Mainly for internal use. Predict new data with a fitted model. You have to implement this method if you want to add another learner to this package.

predictLearner(.learner, .model, .newdata, ...)

Arguments

.learner

(RLearner)
Wrapped learner.

.model

(WrappedModel)
Model produced by training.

.newdata

(data.frame)
New data to predict. Does not include target column.

...

(any)
Additional parameters, which need to be passed to the underlying predict function.

Value

  • For classification: Either a factor with class labels for type “response” or, if the learner supports this, a matrix of class probabilities for type “prob”. In the latter case the columns must be named with the class labels.

  • For regression: Either a numeric vector for type “response” or, if the learner supports this, a matrix with two columns for type “se”. In the latter case the first column contains the estimated response (mean value) and the second column the estimated standard errors.

  • For survival: Either a numeric vector with some sort of orderable risk for type “response” or, if supported, a numeric vector with time dependent probabilities for type “prob”.

  • For clustering: Either an integer with cluster IDs for type “response” or, if supported, a matrix of membership probabilities for type “prob”.

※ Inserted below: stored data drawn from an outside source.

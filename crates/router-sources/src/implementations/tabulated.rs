//! Source whose price curve is a configured table of points.
//!
//! Each supported direction carries a list of `(amount_in, amount_out)`
//! points. Amounts between points are interpolated linearly from an implicit
//! `(0, 0)` origin; amounts past the last point return the last output, as if
//! the venue's liquidity were exhausted. Used to replay recorded curves and to
//! run the router without live venues.

use async_trait::async_trait;
use dashmap::DashMap;
use router_types::{
	parse_amount, Asset, ConfigSchema, Field, FieldType, Schema, SourceKind, ValidationError, U256,
};
use std::str::FromStr;
use std::sync::atomic::{AtomicU64, Ordering};
use tracing::debug;

use crate::{SourceError, SourceExecution, SourceInfo, SourceInterface, SourceQuote};

/// Piecewise-linear curve for one direction.
#[derive(Debug, Clone, PartialEq, Eq)]
pub struct PriceTable {
	points: Vec<(U256, U256)>,
}

impl PriceTable {
	/// Points must be strictly increasing in input and non-decreasing in output.
	pub fn new(points: Vec<(U256, U256)>) -> Result<Self, SourceError> {
		if points.is_empty() {
			return Err(SourceError::InvalidConfig("price table has no points".into()));
		}
		let mut prev = (U256::ZERO, U256::ZERO);
		for (i, &(amount_in, amount_out)) in points.iter().enumerate() {
			if amount_in <= prev.0 {
				return Err(SourceError::InvalidConfig(format!(
					"point {} input {} is not above {}",
					i, amount_in, prev.0
				)));
			}
			if amount_out < prev.1 {
				return Err(SourceError::InvalidConfig(format!(
					"point {} output {} decreases from {}",
					i, amount_out, prev.1
				)));
			}
			prev = (amount_in, amount_out);
		}
		Ok(Self { points })
	}

	pub fn output(&self, amount: U256) -> U256 {
		let mut lower = (U256::ZERO, U256::ZERO);
		for &(x, y) in &self.points {
			if amount == x {
				return y;
			}
			if amount < x {
				let span_in = x - lower.0;
				let span_out = y - lower.1;
				let offset = amount - lower.0;
				return lower.1 + span_out.saturating_mul(offset) / span_in;
			}
			lower = (x, y);
		}
		lower.1
	}
}

pub struct TabulatedSource {
	info: SourceInfo,
	gas: U256,
	tables: Vec<((Asset, Asset), PriceTable)>,
	executed: DashMap<(Asset, Asset), U256>,
	live: DashMap<String, SourceExecution>,
	sequence: AtomicU64,
}

impl TabulatedSource {
	pub fn new(name: impl Into<String>, kind: SourceKind, gas: U256) -> Self {
		Self {
			info: SourceInfo {
				name: name.into(),
				kind,
			},
			gas,
			tables: Vec::new(),
			executed: DashMap::new(),
			live: DashMap::new(),
			sequence: AtomicU64::new(0),
		}
	}

	/// Adds the curve for `from -> dest`, replacing any previous one.
	pub fn with_table(mut self, from: Asset, dest: Asset, table: PriceTable) -> Self {
		self.tables.retain(|(pair, _)| *pair != (from, dest));
		self.tables.push(((from, dest), table));
		self
	}

	fn table(&self, from: Asset, dest: Asset) -> Option<&PriceTable> {
		self.tables
			.iter()
			.find(|(pair, _)| *pair == (from, dest))
			.map(|(_, table)| table)
	}

	/// Net input volume executed and not compensated for a direction.
	pub fn executed_volume(&self, from: Asset, dest: Asset) -> U256 {
		self.executed
			.get(&(from, dest))
			.map(|v| *v)
			.unwrap_or_default()
	}

	/// Executions that can still be compensated.
	pub fn live_executions(&self) -> usize {
		self.live.len()
	}
}

/// Configuration schema for TabulatedSource.
pub struct TabulatedSchema;

impl ConfigSchema for TabulatedSchema {
	fn validate(&self, config: &toml::Value) -> Result<(), ValidationError> {
		let pair = Schema::new(
			vec![
				Field::new("from", FieldType::Address),
				Field::new("dest", FieldType::Address),
				Field::new(
					"points",
					FieldType::Array(Box::new(FieldType::Array(Box::new(FieldType::Amount)))),
				)
				.with_validator(|value| {
					let points = value.as_array().map(Vec::as_slice).unwrap_or_default();
					if points.is_empty() {
						return Err("at least one point is required".to_string());
					}
					match points
						.iter()
						.position(|p| p.as_array().map(Vec::len) != Some(2))
					{
						Some(i) => Err(format!("point {} must be [amount_in, amount_out]", i)),
						None => Ok(()),
					}
				}),
			],
			vec![],
		);

		let schema = Schema::new(
			vec![
				Field::new(
					"gas",
					FieldType::Integer {
						min: Some(0),
						max: None,
					},
				),
				Field::new("pairs", FieldType::Array(Box::new(FieldType::Table(pair)))),
			],
			vec![Field::new("kind", FieldType::String)
				.with_validator(|value| parse_kind(value).map(|_| ()))],
		);

		schema.validate(config)
	}
}

fn parse_kind(value: &toml::Value) -> Result<SourceKind, String> {
	value
		.clone()
		.try_into::<SourceKind>()
		.map_err(|_| format!("unknown source kind {}", value))
}

#[async_trait]
impl SourceInterface for TabulatedSource {
	fn config_schema(&self) -> Box<dyn ConfigSchema> {
		Box::new(TabulatedSchema)
	}

	fn info(&self) -> &SourceInfo {
		&self.info
	}

	fn supports_pair(&self, from: Asset, dest: Asset) -> bool {
		self.table(from, dest).is_some()
	}

	async fn quote(
		&self,
		from: Asset,
		dest: Asset,
		amount_in: U256,
	) -> Result<SourceQuote, SourceError> {
		let table = self
			.table(from, dest)
			.ok_or(SourceError::UnsupportedPair { from, dest })?;
		Ok(SourceQuote {
			amount_out: table.output(amount_in),
			gas: self.gas,
		})
	}

	async fn execute(
		&self,
		from: Asset,
		dest: Asset,
		amount_in: U256,
	) -> Result<SourceExecution, SourceError> {
		let table = self
			.table(from, dest)
			.ok_or(SourceError::UnsupportedPair { from, dest })?;
		let amount_out = table.output(amount_in);
		let reference = format!(
			"{}:{}",
			self.info.name,
			self.sequence.fetch_add(1, Ordering::SeqCst)
		);
		*self.executed.entry((from, dest)).or_default() += amount_in;

		let execution = SourceExecution {
			from,
			dest,
			amount_in,
			amount_out,
			reference: reference.clone(),
		};
		self.live.insert(reference, execution.clone());
		debug!(
			"{} executed {} {} -> {} {}",
			self.info.name, amount_in, from, amount_out, dest
		);
		Ok(execution)
	}

	async fn compensate(&self, execution: &SourceExecution) -> Result<(), SourceError> {
		let (_, recorded) = self.live.remove(&execution.reference).ok_or_else(|| {
			SourceError::CompensationFailed(format!(
				"{} has no live execution {}",
				self.info.name, execution.reference
			))
		})?;
		if let Some(mut volume) = self.executed.get_mut(&(recorded.from, recorded.dest)) {
			*volume = volume.saturating_sub(recorded.amount_in);
		}
		debug!("{} compensated {}", self.info.name, execution.reference);
		Ok(())
	}

	async fn settle(&self, execution: &SourceExecution) -> Result<(), SourceError> {
		self.live
			.remove(&execution.reference)
			.ok_or_else(|| SourceError::UnknownExecution(execution.reference.clone()))?;
		Ok(())
	}
}

fn config_error(e: impl std::fmt::Display) -> SourceError {
	SourceError::InvalidConfig(e.to_string())
}

fn read_asset(table: &toml::Value, key: &str) -> Result<Asset, SourceError> {
	let text = table
		.get(key)
		.and_then(|v| v.as_str())
		.ok_or_else(|| config_error(format!("missing '{}'", key)))?;
	Asset::from_str(text).map_err(config_error)
}

/// Factory function to create a tabulated source from configuration.
///
/// Configuration parameters:
/// - `name`: label used in logs (defaults to "tabulated")
/// - `kind`: protocol family label (defaults to "tabulated")
/// - `gas`: fixed gas estimate per quote
/// - `pairs`: list of `{ from, dest, points = [[in, out], ...] }`
pub fn create_source(config: &toml::Value) -> Result<Box<dyn SourceInterface>, SourceError> {
	TabulatedSchema.validate(config).map_err(config_error)?;

	let name = config
		.get("name")
		.and_then(|v| v.as_str())
		.unwrap_or("tabulated");
	let kind = match config.get("kind") {
		Some(value) => parse_kind(value).map_err(config_error)?,
		None => SourceKind::Tabulated,
	};
	let gas = config
		.get("gas")
		.and_then(|v| v.as_integer())
		.map(|g| U256::from(g.max(0) as u64))
		.unwrap_or_default();

	let mut source = TabulatedSource::new(name, kind, gas);
	let pairs = config
		.get("pairs")
		.and_then(|v| v.as_array())
		.cloned()
		.unwrap_or_default();
	for pair in &pairs {
		let from = read_asset(pair, "from")?;
		let dest = read_asset(pair, "dest")?;
		let points = pair
			.get("points")
			.and_then(|v| v.as_array())
			.ok_or_else(|| config_error("missing 'points'"))?
			.iter()
			.map(|point| match point.as_array().map(Vec::as_slice) {
				Some([amount_in, amount_out]) => Ok((
					parse_amount(amount_in).map_err(config_error)?,
					parse_amount(amount_out).map_err(config_error)?,
				)),
				_ => Err(config_error("point must be [amount_in, amount_out]")),
			})
			.collect::<Result<Vec<_>, _>>()?;
		source = source.with_table(from, dest, PriceTable::new(points)?);
	}

	Ok(Box::new(source))
}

  • For multilabel: A logical matrix that indicates predicted class labels for type “response” or, if supported, a matrix of class probabilities for type “prob”. The columns must be named with the class labels.

Details

Your implementation must adhere to the following: Predictions for the observations in .newdata must be made based on the fitted model (.model$learner.model). All parameters in ... must be passed to the underlying predict function.